Within this routine, Shawn Rhoden performs a back routine by doing a total of 6 different workouts.

Here is Shawn Rhoden’s back routine:-

  1. Bent-Over Barbell Row (4 sets of 8 to 12 reps)
  2. Incline Machine Row (5 sets of 10 to 15 reps)
  3. Close Grip Cable Pull-down (5 sets of 10 to 15 reps)
  4. T-Bar Row (4 sets of 8 to 12 reps)
  5. Wide Grip Machine Pull-down (5 sets of 10 to 15 reps)
  6. Close Grip Seated Cable Row (4 sets of 8 to 12 reps)

Shawn Rhoden’s Diet Plan

Shawn Rhoden follows a healthy and well-balanced diet plan. He usually eats 6 meals a day, and his diet consists of Oatmeal, Egg whites, Whole eggs, Gainer protein, Ground beef, Cheese, Bacon, Bread, Salmon, White rice, Chicken, Pasta, Sweet potato, Protein shake, Cinnamon, and Ice.

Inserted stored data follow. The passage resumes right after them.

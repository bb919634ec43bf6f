use thiserror::Error;

#[derive(Debug, Error)]
pub enum EmberError {
    #[error("invalid model type: {0:?}")]
    InvalidModelType(String),
    #[error("invalid configuration: {0}")]
    Config(String),
    #[error("model {name:?} is not available locally and downloads are disabled")]
    ModelNotFound { name: String },
    #[error("download failed ({status}): {url}")]
    Download {
        status: reqwest::StatusCode,
        url: String,
    },
    #[error("http error: {0}")]
    Http(#[from] reqwest::Error),
    #[error("io error: {0}")]
    Io(#[from] std::io::Error),
    #[error("failed to parse json: {0}")]
    Json(#[from] serde_json::Error),
    #[error("backend error: {0}")]
    Backend(String),
    #[error("completion ended without producing a result")]
    ResultDropped,
}

pub type Result<T> = std::result::Result<T, EmberError>;
use std::path::PathBuf;

use serde::{Deserialize, Serialize};
use serde_json::Value;

use crate::types::ModelType;
use crate::{EmberError, Result};

/// Separator for the delimiter-joined libraries path option.
#[cfg(windows)]
pub const LIBRARY_PATH_SEPARATOR: char = ';';
#[cfg(not(windows))]
pub const LIBRARY_PATH_SEPARATOR: char = ':';

/// Directory where resolved model files live by default.
pub fn default_models_dir() -> PathBuf {
    match directories::ProjectDirs::from("dev", "ember", "ember-llm") {
        Some(dirs) => dirs.data_dir().join("models"),
        None => PathBuf::from("models"),
    }
}

/// Default search path for the native backend libraries.
pub fn default_libraries_path() -> String {
    match directories::ProjectDirs::from("dev", "ember", "ember-llm") {
        Some(dirs) => dirs.data_dir().join("libraries").display().to_string(),
        None => "libraries".to_string(),
    }
}

/// Sampling and context parameters handed to the native backend for one
/// request. Immutable once built; construct via [`CompletionOptions::merged`].
#[derive(Debug, Clone, PartialEq, Serialize, Deserialize)]
pub struct GenerationConfig {
    pub n_ctx: u32,
    pub n_predict: u32,
    pub temperature: f32,
    pub top_k: i32,
    pub top_p: f32,
    pub min_p: f32,
    pub repeat_penalty: f32,
    pub repeat_last_n: u32,
    pub n_batch: u32,
    pub verbose: bool,
}

impl Default for GenerationConfig {
    fn default() -> Self {
        Self {
            n_ctx: 2048,
            n_predict: 4096,
            temperature: 0.7,
            top_k: 40,
            top_p: 0.4,
            min_p: 0.0,
            repeat_penalty: 1.18,
            repeat_last_n: 10,
            n_batch: 8,
            verbose: false,
        }
    }
}

/// Caller-supplied overrides for one completion request. Every unset key
/// falls back to [`GenerationConfig::default`]; a set key always wins.
#[derive(Debug, Clone, PartialEq, Serialize, Deserialize, Default)]
#[serde(deny_unknown_fields)]
pub struct CompletionOptions {
    #[serde(default, skip_serializing_if = "Option::is_none")]
    pub n_ctx: Option<u32>,
    #[serde(default, skip_serializing_if = "Option::is_none")]
    pub n_predict: Option<u32>,
    #[serde(default, skip_serializing_if = "Option::is_none")]
    pub temperature: Option<f32>,
    #[serde(default, skip_serializing_if = "Option::is_none")]
    pub top_k: Option<i32>,
    #[serde(default, skip_serializing_if = "Option::is_none")]
    pub top_p: Option<f32>,
    #[serde(default, skip_serializing_if = "Option::is_none")]
    pub min_p: Option<f32>,
    #[serde(default, skip_serializing_if = "Option::is_none")]
    pub repeat_penalty: Option<f32>,
    #[serde(default, skip_serializing_if = "Option::is_none")]
    pub repeat_last_n: Option<u32>,
    #[serde(default, skip_serializing_if = "Option::is_none")]
    pub n_batch: Option<u32>,
    #[serde(default, skip_serializing_if = "Option::is_none")]
    pub verbose: Option<bool>,
}

impl CompletionOptions {
    pub fn from_value(value: &Value) -> Result<Self> {
        serde_json::from_value::<Self>(value.clone())
            .map_err(|err| EmberError::Config(format!("invalid completion options: {err}")))
    }

    /// Merge these overrides onto the defaults, key by key.
    pub fn merged(&self) -> GenerationConfig {
        let defaults = GenerationConfig::default();
        GenerationConfig {
            n_ctx: self.n_ctx.unwrap_or(defaults.n_ctx),
            n_predict: self.n_predict.unwrap_or(defaults.n_predict),
            temperature: self.temperature.unwrap_or(defaults.temperature),
            top_k: self.top_k.unwrap_or(defaults.top_k),
            top_p: self.top_p.unwrap_or(defaults.top_p),
            min_p: self.min_p.unwrap_or(defaults.min_p),
            repeat_penalty: self.repeat_penalty.unwrap_or(defaults.repeat_penalty),
            repeat_last_n: self.repeat_last_n.unwrap_or(defaults.repeat_last_n),
            n_batch: self.n_batch.unwrap_or(defaults.n_batch),
            verbose: self.verbose.unwrap_or(defaults.verbose),
        }
    }
}

/// Options for [`crate::load_model`]. Defaults mirror the fixed loader
/// configuration: models dir, libraries dir, inference type, downloads
/// allowed, cpu device, 2048-token context, 100 gpu layers.
#[derive(Debug, Clone, PartialEq, Serialize, Deserialize)]
pub struct LoadModelOptions {
    /// Directory searched (and downloaded into) for model files.
    pub model_path: PathBuf,
    /// Delimiter-separated list of directories to search for native
    /// backend libraries. See [`LIBRARY_PATH_SEPARATOR`].
    pub library_path: String,
    #[serde(rename = "type", default)]
    pub model_type: ModelType,
    pub allow_download: bool,
    pub verbose: bool,
    pub device: String,
    pub n_ctx: u32,
    pub ngl: u32,
}

impl Default for LoadModelOptions {
    fn default() -> Self {
        Self {
            model_path: default_models_dir(),
            library_path: default_libraries_path(),
            model_type: ModelType::Inference,
            allow_download: true,
            verbose: false,
            device: "cpu".to_string(),
            n_ctx: 2048,
            ngl: 100,
        }
    }
}

impl LoadModelOptions {
    /// Parse options from loosely-typed json, with every missing key taken
    /// from the defaults. An unrecognized `type` string is reported as
    /// [`EmberError::InvalidModelType`] rather than a bare parse error.
    pub fn from_value(value: &Value) -> Result<Self> {
        if let Some(raw) = value.get("type").and_then(Value::as_str) {
            raw.parse::<ModelType>()?;
        }

        let defaults = Self::default();
        let Some(object) = value.as_object() else {
            return Err(EmberError::Config(
                "load options must be a json object".to_string(),
            ));
        };

        let mut merged = serde_json::to_value(&defaults)?;
        let merged_object = merged
            .as_object_mut()
            .expect("serialized options are an object");
        for (key, entry) in object {
            if !merged_object.contains_key(key.as_str()) {
                return Err(EmberError::Config(format!("unknown load option {key:?}")));
            }
            merged_object.insert(key.clone(), entry.clone());
        }

        serde_json::from_value(merged)
            .map_err(|err| EmberError::Config(format!("invalid load options: {err}")))
    }
}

Here is Shawn Rhoden’s diet plan:-

  • 1st Meal: A cup or 1/2 of oatmeal, 15 egg whites, 3 whole eggs, 2 scoops of mass gainer protein
  • 2nd Meal: 3 whole eggs, 8 ounces ground beef, cheese, 2 slices of bacon, 2 slices of bread
  • 3rd Meal: 9 ounces salmon, 1 cup white rice
  • 4th Meal: 10 ounces chicken, Pasta, Sweet potato
  • 5th Meal: 8 ounces ground beef, 1 cup white rice
  • 6th Meal: Protein shake, Cinnamon, Oatmeal, Ice

FAQ Regarding Shawn Rhoden

How many hours a day does Shawn Rhoden work out?

Shawn Rhoden usually works out for 3 hours a day. His workout includes Chest, Leg, Shoulder, Arm, and Back.

What does Shawn Rhoden eat in a day?

Shawn Rhoden usually eats 6 meals a day. His diet consists of Oatmeal, Egg whites, Whole eggs, Gainer protein, Ground beef, Cheese, Bacon, Bread, Salmon, White rice, Chicken, Pasta, Sweet potato, Protein shake, Cinnamon, and Ice.

How much is Shawn Rhoden’s net worth?

Shawn Rhoden is a well-known Jamaican-American IFBB Professional Bodybuilder and retired Mr. Olympia who has a net worth of $ 3 Million.